[Opening Material to process section]

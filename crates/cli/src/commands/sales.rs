//! `stockbook sales`: ledger table view.

use std::io::Write;

use anyhow::Result;

use stockbook_infra::store::csv_ledger::TIMESTAMP_FORMAT;
use stockbook_sales::Ledger;

pub fn list(out: &mut impl Write, ledger: &Ledger) -> Result<()> {
    if ledger.is_empty() {
        writeln!(out, "No sales recorded.")?;
        return Ok(());
    }

    writeln!(out, "{:26} {:12} {:>8} {:12}", "DATE", "CODE", "QTY", "CHANNEL")?;
    for sale in ledger.iter() {
        writeln!(
            out,
            "{:26} {:12} {:>8} {:12}",
            sale.timestamp.format(TIMESTAMP_FORMAT).to_string(),
            sale.product_code.as_str(),
            sale.quantity,
            sale.channel.as_str()
        )?;
    }
    writeln!(out, "{} sales", ledger.len())?;
    Ok(())
}

#[cfg(test)]
mod tests {
    use super::*;
    use crate::commands::fixtures::{at, engine, output};

    #[test]
    fn lists_sales_in_recording_order() {
        let mut engine = engine();
        engine.record_sale("B1", 1, "instagram", at(20, 9)).unwrap();
        engine.record_sale("A1", 2, "Shopify", at(20, 11)).unwrap();

        let mut buf = Vec::new();
        list(&mut buf, engine.ledger()).unwrap();
        let text = output(buf);
        let lines: Vec<&str> = text.lines().collect();

        assert_eq!(lines.len(), 4);
        assert!(lines[1].starts_with("2024-11-20 09:00:00"));
        assert!(lines[1].contains("Instagram"));
        assert!(lines[2].contains("A1"));
        assert_eq!(lines[3], "2 sales");
    }

    #[test]
    fn empty_ledger_says_so() {
        let mut buf = Vec::new();
        list(&mut buf, &Ledger::new()).unwrap();
        assert_eq!(output(buf), "No sales recorded.\n");
    }
}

[Closing Material to process section]

> _Task_: The answer must be every line from the records above that contains the word "writeln", copied in full.

> _Solution for this exercise_:
        writeln!(out, "No sales recorded.")?;
    writeln!(out, "{:26} {:12} {:>8} {:12}", "DATE", "CODE", "QTY", "CHANNEL")?;
        writeln!(
    writeln!(out, "{} sales", ledger.len())?;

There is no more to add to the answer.